For "Cat's Meow" information, send mail to lutzen@novell.physics.umr.edu
----------------------------------------------------------------------
Date: Sat, 24 Dec 1994 08:42:24 +0000
From: "Lee Bussy" <leeb@southwind.net>
Subject: Frequently asked questions and better beer
I was laying in bed this morning musing some of the recent posts and
conversations I have had in E-mail with those who have asked for
help. It is beyond me why someone would ask for help then argue.
Here's my new "FAQ" and take it for what it's worth.
Q. Do I have to do a full boil? So and so says I don't.
A. No, as a matter of fact, the extract was boiled once, that's
enough, just pour it in the fermenter swirl it around with your arm
and let'er rip.
Q. Is liquid yeast really better? A guy in my club says it doesn't
matter.
A. Nah, use that yeast under the cap. Yeast is yeast right?
Fleishman's bread yeast works well too.
Q. Should I worry about my pH in the mash? Jo Bob Swillmaker
doesn't.
A. RDWHAHB! Tap water is fine. You don't even need to check the
temp. Or do like CP and add 2 teaspoons of Gypsum to everything.
I'm sure that will work.
Q. Does it matter what type of mash I do for my Doppelbock?
A. No. A single temp infusion at whatever temperature you can get
the grain to in your one gallon pot on the stove will work fine.

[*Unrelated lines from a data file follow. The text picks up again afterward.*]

//! PS-X EXE header layout.
//!
//! The header is a fixed 2048-byte record read by the PS1 BIOS before it
//! copies the image to RAM:
//!
//! | Offset  | Size | Field                          |
//! |---------|------|--------------------------------|
//! | `0x000` | 16   | `"PS-X EXE"`, zero padded      |
//! | `0x010` | 4    | entry point (`$pc`)            |
//! | `0x014` | 4    | initial `$gp`                  |
//! | `0x018` | 4    | load address                   |
//! | `0x01c` | 4    | image size                     |
//! | `0x020` | 16   | reserved                       |
//! | `0x030` | 4    | initial `$sp` (stack offset)   |
//! | `0x034` | 4    | stack size                     |
//! | `0x038` | 20   | reserved                       |
//! | `0x04c` | 1972 | region string, zero padded     |

use std::fmt;
use std::str::FromStr;

use psx_binparse::{DecodeError, Reader, Record, Writer};

use crate::error::ConvertError;

/// Magic string at the start of every PS-X EXE.
pub const EXE_MAGIC: &[u8; 8] = b"PS-X EXE";

/// Total size of the header in bytes.
pub const EXE_HEADER_SIZE: usize = 2048;

/// Width of the magic field.
const MAGIC_FIELD_SIZE: usize = 16;

/// Capacity of the region string field in bytes.
pub const REGION_CAPACITY: usize = 1972;

/// A region string restricted to printable ASCII.
///
/// Emulators read it to pick PAL or NTSC timing, so a licensed-looking
/// string such as `"Sony Computer Entertainment Inc. for Europe area"` is
/// what usually goes here. Strings longer than [`REGION_CAPACITY`] are kept
/// whole here; [`ExeHeader::new`] cuts them to fit.
#[derive(Debug, Clone, Default, PartialEq, Eq)]
pub struct RegionString(String);

impl RegionString {
    /// Validates `s` after trimming surrounding whitespace.
    ///
    /// # Errors
    ///
    /// Returns [`ConvertError::InvalidRegionString`] naming the first
    /// character outside `0x20..=0x7e`.
    pub fn new(s: &str) -> Result<Self, ConvertError> {
        let trimmed = s.trim();
        if let Some((position, character)) = trimmed
            .char_indices()
            .find(|&(_, c)| !(' '..='~').contains(&c))
        {
            return Err(ConvertError::InvalidRegionString {
                position,
                character,
            });
        }
        Ok(Self(trimmed.to_owned()))
    }

    /// The validated string.
    #[must_use]
    pub fn as_str(&self) -> &str {
        &self.0
    }

    /// Returns `true` if the string is empty.
    #[must_use]
    pub fn is_empty(&self) -> bool {
        self.0.is_empty()
    }

    /// Returns `true` if packing the string into the header drops bytes.
    #[must_use]
    pub fn exceeds_capacity(&self) -> bool {
        self.0.len() > REGION_CAPACITY
    }

    /// Cuts the string to [`REGION_CAPACITY`] bytes.
    fn truncate_to_capacity(&mut self) {
        // Printable ASCII only, so every byte index is a char boundary.
        self.0.truncate(REGION_CAPACITY);
    }
}

impl FromStr for RegionString {
    type Err = ConvertError;

    fn from_str(s: &str) -> Result<Self, Self::Err> {
        Self::new(s)
    }
}

impl fmt::Display for RegionString {
    fn fmt(&self, f: &mut fmt::Formatter<'_>) -> fmt::Result {
        f.write_str(&self.0)
    }
}

/// A PS-X EXE header.
#[derive(Debug, Clone, PartialEq, Eq)]
pub struct ExeHeader {
    /// Initial program counter.
    pub entry_point: u32,
    /// Initial value of `$gp`.
    pub global_pointer: u32,
    /// Address the image is copied to.
    pub load_address: u32,
    /// Size of the image following the header, in bytes.
    pub image_size: u32,
    /// Initial value of `$sp`; zero keeps the BIOS default.
    pub stack_pointer: u32,
    /// Added to `stack_pointer` by the BIOS; always emitted as zero.
    pub stack_size: u32,
    /// Region string.
    pub region: RegionString,
}

impl Record for ExeHeader {
    const SIZE: usize = EXE_HEADER_SIZE;

    fn decode(r: &mut Reader<'_>) -> Result<Self, DecodeError> {
        let offset = r.position();
        let magic: [u8; MAGIC_FIELD_SIZE] = r.array()?;
        if magic[..EXE_MAGIC.len()] != EXE_MAGIC[..] {
            return Err(DecodeError::InvalidValue {
                offset,
                field: "PS-X EXE magic",
            });
        }

        let entry_point = r.u32_le()?;
        let global_pointer = r.u32_le()?;
        let load_address = r.u32_le()?;
        let image_size = r.u32_le()?;
        r.skip(16)?;
        let stack_pointer = r.u32_le()?;
        let stack_size = r.u32_le()?;
        r.skip(20)?;

        let offset = r.position();
        let field = r.bytes(REGION_CAPACITY)?;
        let len = field.iter().position(|&b| b == 0).unwrap_or(field.len());
        let region = core::str::from_utf8(&field[..len])
            .ok()
            .and_then(|s| RegionString::new(s).ok())
            .ok_or(DecodeError::InvalidValue {
                offset,
                field: "region string",
            })?;

        Ok(Self {
            entry_point,
            global_pointer,
            load_address,
            image_size,
            stack_pointer,
            stack_size,
            region,
        })
    }

    fn encode(&self, w: &mut Writer) {
        w.fixed(EXE_MAGIC, MAGIC_FIELD_SIZE);
        w.u32_le(self.entry_point);
        w.u32_le(self.global_pointer);
        w.u32_le(self.load_address);
        w.u32_le(self.image_size);
        w.zeros(16);
        w.u32_le(self.stack_pointer);
        w.u32_le(self.stack_size);
        w.zeros(20);
        w.fixed(self.region.as_str().as_bytes(), REGION_CAPACITY);
    }
}

impl ExeHeader {
    /// Builds the header for an image of `image_size` bytes loaded at
    /// `load_address`. The stack size is always zero.
    ///
    /// `region` is trimmed and validated; a string longer than
    /// [`REGION_CAPACITY`] is cut to fit, with a warning, so the header
    /// always matches its packed form.
    ///
    /// # Errors
    ///
    /// Returns [`ConvertError::InvalidRegionString`] if `region` is not
    /// printable ASCII once trimmed.
    pub fn new(
        entry_point: u32,
        global_pointer: u32,
        load_address: u32,
        image_size: u32,
        stack_pointer: u32,
        region: &str,
    ) -> Result<Self, ConvertError> {
        let mut region = RegionString::new(region)?;
        if region.exceeds_capacity() {
            let original = region.as_str().len();
            region.truncate_to_capacity();
            log::warn!("region string is {original} bytes long, truncating to {REGION_CAPACITY}");
        }

        Ok(Self {
            entry_point,
            global_pointer,
            load_address,
            image_size,
            stack_pointer,
            stack_size: 0,
            region,
        })
    }

    /// Parses the header at the start of a PS-X EXE.
    ///
    /// # Errors
    ///
    /// Returns [`DecodeError`] if `data` is shorter than the header, the
    /// magic does not match, or the region string is not printable ASCII.
    pub fn parse(data: &[u8]) -> Result<Self, DecodeError> {
        psx_binparse::decode(data, 0)
    }

    /// Packs the header into its 2048-byte representation.
    ///
    /// Only the first [`REGION_CAPACITY`] bytes of the region are written.
    #[must_use]
    pub fn to_bytes(&self) -> Vec<u8> {
        psx_binparse::encode(self)
    }
}

/// Validates `region` and packs a header for an image of `image_length`
/// bytes loaded at `start_address`.
///
/// # Errors
///
/// Returns [`ConvertError::InvalidRegionString`] if `region` is not
/// printable ASCII once trimmed.
pub fn build_header(
    entry_point: u32,
    global_pointer: u32,
    start_address: u32,
    image_length: u32,
    stack_pointer: u32,
    region: &str,
) -> Result<Vec<u8>, ConvertError> {
    ExeHeader::new(
        entry_point,
        global_pointer,
        start_address,
        image_length,
        stack_pointer,
        region,
    )
    .map(|header| header.to_bytes())
}

#[cfg(test)]
mod tests {
    use super::*;

    fn sample() -> ExeHeader {
        ExeHeader {
            entry_point: 0x8001_0000,
            global_pointer: 0x8003_8000,
            load_address: 0x8001_0000,
            image_size: 0x1_8000,
            stack_pointer: 0x801F_FFF0,
            stack_size: 0,
            region: RegionString::new("Sony Computer Entertainment Inc. for Europe area").unwrap(),
        }
    }

    #[test]
    fn header_is_2048_bytes() {
        assert_eq!(sample().to_bytes().len(), EXE_HEADER_SIZE);
        let empty = ExeHeader {
            region: RegionString::default(),
            ..sample()
        };
        assert_eq!(empty.to_bytes().len(), EXE_HEADER_SIZE);
    }

    #[test]
    fn fields_at_bios_offsets() {
        let bytes = sample().to_bytes();
        assert_eq!(&bytes[0x00..0x10], b"PS-X EXE\0\0\0\0\0\0\0\0");
        assert_eq!(&bytes[0x10..0x14], &0x8001_0000u32.to_le_bytes());
        assert_eq!(&bytes[0x14..0x18], &0x8003_8000u32.to_le_bytes());
        assert_eq!(&bytes[0x18..0x1c], &0x8001_0000u32.to_le_bytes());
        assert_eq!(&bytes[0x1c..0x20], &0x1_8000u32.to_le_bytes());
        assert!(bytes[0x20..0x30].iter().all(|&b| b == 0));
        assert_eq!(&bytes[0x30..0x34], &0x801F_FFF0u32.to_le_bytes());
        assert_eq!(&bytes[0x34..0x38], &[0; 4]);
        assert!(bytes[0x38..0x4c].iter().all(|&b| b == 0));
        assert!(bytes[0x4c..].starts_with(b"Sony Computer Entertainment Inc. for Europe area"));
    }

    #[test]
    fn pack_unpack_round_trip() {
        let header = sample();
        let bytes = header.to_bytes();
        assert_eq!(ExeHeader::parse(&bytes), Ok(header));

        let region_end = 0x4c + "Sony Computer Entertainment Inc. for Europe area".len();
        assert!(bytes[region_end..].iter().all(|&b| b == 0));
    }

    #[test]
    fn round_trip_extreme_values() {
        let header = ExeHeader {
            entry_point: u32::MAX,
            global_pointer: 0,
            load_address: 1,
            image_size: u32::MAX - 1,
            stack_pointer: 0x8000_0000,
            stack_size: 0,
            region: RegionString::new(&"~".repeat(REGION_CAPACITY)).unwrap(),
        };
        assert_eq!(ExeHeader::parse(&header.to_bytes()), Ok(header));
    }

    #[test]
    fn build_header_trims_region() {
        let bytes = build_header(1, 2, 3, 4, 5, "  SCEA \t\n").unwrap();
        let header = ExeHeader::parse(&bytes).unwrap();
        assert_eq!(header.region.as_str(), "SCEA");
        assert_eq!(header.entry_point, 1);
        assert_eq!(header.global_pointer, 2);
        assert_eq!(header.load_address, 3);
        assert_eq!(header.image_size, 4);
        assert_eq!(header.stack_pointer, 5);
        assert_eq!(header.stack_size, 0);
    }

    #[test]
    fn region_string_rejects_non_ascii() {
        assert_eq!(
            RegionString::new("Europe área"),
            Err(ConvertError::InvalidRegionString {
                position: 7,
                character: 'á',
            })
        );
        assert!(build_header(0, 0, 0, 0, 0, "日本").is_err());
    }

    #[test]
    fn region_string_rejects_control_characters() {
        assert_eq!(
            RegionString::new("a\tb"),
            Err(ConvertError::InvalidRegionString {
                position: 1,
                character: '\t',
            })
        );
        assert!("x\0y".parse::<RegionString>().is_err());
    }

    #[test]
    fn region_string_longer_than_field_is_truncated() {
        let long = "A".repeat(REGION_CAPACITY + 100);
        let region = RegionString::new(&long).unwrap();
        assert!(region.exceeds_capacity());

        let bytes = build_header(0, 0, 0, 0, 0, &long).unwrap();
        assert_eq!(bytes.len(), EXE_HEADER_SIZE);
        assert!(bytes[0x4c..].iter().all(|&b| b == b'A'));

        let header = ExeHeader::parse(&bytes).unwrap();
        assert_eq!(header.region.as_str().len(), REGION_CAPACITY);
    }

    #[test]
    fn new_cuts_long_region_to_packed_form() {
        let header = ExeHeader::new(0, 0, 0, 0, 0, &"B".repeat(REGION_CAPACITY + 1)).unwrap();
        assert!(!header.region.exceeds_capacity());
        assert_eq!(header.region.as_str().len(), REGION_CAPACITY);
        assert_eq!(ExeHeader::parse(&header.to_bytes()), Ok(header));
    }

    #[test]
    fn new_matches_build_header() {
        let header = ExeHeader::new(1, 2, 3, 4, 5, " SCEE ").unwrap();
        assert_eq!(header.stack_size, 0);
        assert_eq!(header.region.as_str(), "SCEE");
        assert_eq!(header.to_bytes(), build_header(1, 2, 3, 4, 5, " SCEE ").unwrap());
    }

    #[test]
    fn parse_rejects_bad_magic() {
        let mut bytes = sample().to_bytes();
        bytes[3] = b'Y';
        assert_eq!(
            ExeHeader::parse(&bytes),
            Err(DecodeError::InvalidValue {
                offset: 0,
                field: "PS-X EXE magic",
            })
        );
    }

    #[test]
    fn parse_rejects_short_input() {
        let bytes = sample().to_bytes();
        assert!(matches!(
            ExeHeader::parse(&bytes[..EXE_HEADER_SIZE - 1]),
            Err(DecodeError::Truncated { .. })
        ));
    }
}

Q. Should I use dry Lager yeast? It's cheaper.
A. By all means! (Sorry George!) Just throw that packet in there
and give it a swirl. Don't even have to worry about the fermentation
temp!
Q. Can I make an American Light Lager from a kit?
A. Sure, don't worry about pesky things like yeast, adjuncts, color
and such. Those are just technicalities.
And by all means compete with these beers. You probably have just
as much a chance of winning as the person entering his triple
decocted, all grain, lagered for two years doppelbock! Those people
are just show-offs anyway!
I now don my flame proof suit. I don't really care how a person
brews as long as he enjoys his beer. That's the great thing about
being a homebrewer. I just get tired of seeing people ask questions
then argue with the person that is trying to help.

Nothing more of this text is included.